▸ **Activity**
Repeat all of the records verbatim.

▸ **Data for the task**
* * *
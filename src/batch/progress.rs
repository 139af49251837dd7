use serde::{Deserialize, Serialize};
use std::time::Instant;
use tracing::{debug, info, warn};
use uuid::Uuid;

#[derive(Debug, Clone, Copy, PartialEq, Eq, Hash, Serialize, Deserialize)]
#[serde(rename_all = "snake_case")]
pub enum ItemState {
    Pending,
    SkippedCached,
    SkippedResumed,
    Calling,
    Persisted,
    Failed,
}

impl ItemState {
    pub fn is_terminal(self) -> bool {
        matches!(
            self,
            ItemState::SkippedCached
                | ItemState::SkippedResumed
                | ItemState::Persisted
                | ItemState::Failed
        )
    }

    fn can_move_to(self, next: ItemState) -> bool {
        use ItemState::*;
        matches!(
            (self, next),
            (Pending, SkippedCached)
                | (Pending, SkippedResumed)
                | (Pending, Calling)
                | (Calling, Persisted)
                | (Calling, Failed)
        )
    }
}

#[derive(Clone, Debug, Serialize, Deserialize)]
pub struct ItemTransition {
    pub prompt_id: usize,
    pub from: ItemState,
    pub to: ItemState,
    pub elapsed_ms: u64,
}

/// Per-item state machine for one batch run.
pub struct BatchProgress {
    run_id: Uuid,
    started_at: Instant,
    states: Vec<ItemState>,
    entered_at: Vec<Instant>,
    transitions: Vec<ItemTransition>,
}

impl BatchProgress {
    pub fn new(run_id: Uuid, total: usize) -> Self {
        let now = Instant::now();
        info!(run_id = %run_id, total, "Starting batch progress tracking");
        Self {
            run_id,
            started_at: now,
            states: vec![ItemState::Pending; total],
            entered_at: vec![now; total],
            transitions: Vec::new(),
        }
    }

    pub fn total(&self) -> usize {
        self.states.len()
    }

    /// State of the item with 1-based `prompt_id`.
    #[cfg(test)]
    pub fn state(&self, prompt_id: usize) -> Option<ItemState> {
        prompt_id
            .checked_sub(1)
            .and_then(|i| self.states.get(i))
            .copied()
    }

    pub fn transitions(&self) -> &[ItemTransition] {
        &self.transitions
    }

    pub fn elapsed_ms(&self) -> u64 {
        self.started_at.elapsed().as_millis() as u64
    }

    /// Move an item to `next`. Moves the state machine does not allow are
    /// logged and ignored.
    pub fn transition(&mut self, prompt_id: usize, next: ItemState) -> bool {
        let Some(index) = prompt_id.checked_sub(1).filter(|i| *i < self.states.len()) else {
            warn!(run_id = %self.run_id, prompt_id, "Transition for unknown item");
            return false;
        };

        let current = self.states[index];
        if !current.can_move_to(next) {
            warn!(
                run_id = %self.run_id,
                prompt_id,
                from = ?current,
                to = ?next,
                "Rejected item transition"
            );
            return false;
        }

        let now = Instant::now();
        let elapsed_ms = now.duration_since(self.entered_at[index]).as_millis() as u64;
        debug!(
            run_id = %self.run_id,
            prompt_id,
            from = ?current,
            to = ?next,
            elapsed_ms,
            "Item transition"
        );

        self.transitions.push(ItemTransition {
            prompt_id,
            from: current,
            to: next,
            elapsed_ms,
        });
        self.states[index] = next;
        self.entered_at[index] = now;
        true
    }

    pub fn count(&self, state: ItemState) -> usize {
        self.states.iter().filter(|s| **s == state).count()
    }

    pub fn progress_percent(&self) -> f64 {
        if self.states.is_empty() {
            return 100.0;
        }
        let done = self.states.iter().filter(|s| s.is_terminal()).count();
        (done as f64 / self.states.len() as f64 * 100.0).clamp(0.0, 100.0)
    }

    pub fn is_complete(&self) -> bool {
        self.states.iter().all(|s| s.is_terminal())
    }

    pub fn finish(&self) {
        info!(
            run_id = %self.run_id,
            elapsed_ms = self.elapsed_ms(),
            total = self.total(),
            progress = format!("{:.1}%", self.progress_percent()),
            complete = self.is_complete(),
            transitions = self.transitions().len(),
            persisted = self.count(ItemState::Persisted),
            cached = self.count(ItemState::SkippedCached),
            resumed = self.count(ItemState::SkippedResumed),
            failed = self.count(ItemState::Failed),
            "Batch finished"
        );
    }
}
* * *
▸ **Result for this exercise**
filename src/batch/progress.rs
repository 139af49251837dd7
use serde::{Deserialize, Serialize};
use std::time::Instant;
use tracing::{debug, info, warn};
use uuid::Uuid;

#[derive(Debug, Clone, Copy, PartialEq, Eq, Hash, Serialize, Deserialize)]
#[serde(rename_all = "snake_case")]
pub enum ItemState {
    Pending,
    SkippedCached,
    SkippedResumed,
    Calling,
    Persisted,
    Failed,
}

impl ItemState {
    pub fn is_terminal(self) -> bool {
        matches!(
            self,
            ItemState::SkippedCached
                | ItemState::SkippedResumed
                | ItemState::Persisted
                | ItemState::Failed
        )
    }

    fn can_move_to(self, next: ItemState) -> bool {
        use ItemState::*;
        matches!(
            (self, next),
            (Pending, SkippedCached)
                | (Pending, SkippedResumed)
                | (Pending, Calling)
                | (Calling, Persisted)
                | (Calling, Failed)
        )
    }
}

#[derive(Clone, Debug, Serialize, Deserialize)]
pub struct ItemTransition {
    pub prompt_id: usize,
    pub from: ItemState,
    pub to: ItemState,
    pub elapsed_ms: u64,
}

/// Per-item state machine for one batch run.
pub struct BatchProgress {
    run_id: Uuid,
    started_at: Instant,
    states: Vec<ItemState>,
    entered_at: Vec<Instant>,
    transitions: Vec<ItemTransition>,
}

impl BatchProgress {
    pub fn new(run_id: Uuid, total: usize) -> Self {
        let now = Instant::now();
        info!(run_id = %run_id, total, "Starting batch progress tracking");
        Self {
            run_id,
            started_at: now,
            states: vec![ItemState::Pending; total],
            entered_at: vec![now; total],
            transitions: Vec::new(),
        }
    }

    pub fn total(&self) -> usize {
        self.states.len()
    }

    /// State of the item with 1-based `prompt_id`.
    #[cfg(test)]
    pub fn state(&self, prompt_id: usize) -> Option<ItemState> {
        prompt_id
            .checked_sub(1)
            .and_then(|i| self.states.get(i))
            .copied()
    }

    pub fn transitions(&self) -> &[ItemTransition] {
        &self.transitions
    }

    pub fn elapsed_ms(&self) -> u64 {
        self.started_at.elapsed().as_millis() as u64
    }

    /// Move an item to `next`. Moves the state machine does not allow are
    /// logged and ignored.
    pub fn transition(&mut self, prompt_id: usize, next: ItemState) -> bool {
        let Some(index) = prompt_id.checked_sub(1).filter(|i| *i < self.states.len()) else {
            warn!(run_id = %self.run_id, prompt_id, "Transition for unknown item");
            return false;
        };

        let current = self.states[index];
        if !current.can_move_to(next) {
            warn!(
                run_id = %self.run_id,
                prompt_id,
                from = ?current,
                to = ?next,
                "Rejected item transition"
            );
            return false;
        }

        let now = Instant::now();
        let elapsed_ms = now.duration_since(self.entered_at[index]).as_millis() as u64;
        debug!(
            run_id = %self.run_id,
            prompt_id,
            from = ?current,
            to = ?next,
            elapsed_ms,
            "Item transition"
        );

        self.transitions.push(ItemTransition {
            prompt_id,
            from: current,
            to: next,
            elapsed_ms,
        });
        self.states[index] = next;
        self.entered_at[index] = now;
        true
    }

    pub fn count(&self, state: ItemState) -> usize {
        self.states.iter().filter(|s| **s == state).count()
    }

    pub fn progress_percent(&self) -> f64 {
        if self.states.is_empty() {
            return 100.0;
        }
        let done = self.states.iter().filter(|s| s.is_terminal()).count();
        (done as f64 / self.states.len() as f64 * 100.0).clamp(0.0, 100.0)
    }

    pub fn is_complete(&self) -> bool {
        self.states.iter().all(|s| s.is_terminal())
    }

    pub fn finish(&self) {
        info!(
            run_id = %self.run_id,
            elapsed_ms = self.elapsed_ms(),
            total = self.total(),
            progress = format!("{:.1}%", self.progress_percent()),
            complete = self.is_complete(),
            transitions = self.transitions().len(),
            persisted = self.count(ItemState::Persisted),
            cached = self.count(ItemState::SkippedCached),
            resumed = self.count(ItemState::SkippedResumed),
            failed = self.count(ItemState::Failed),
            "Batch finished"
        );
    }
}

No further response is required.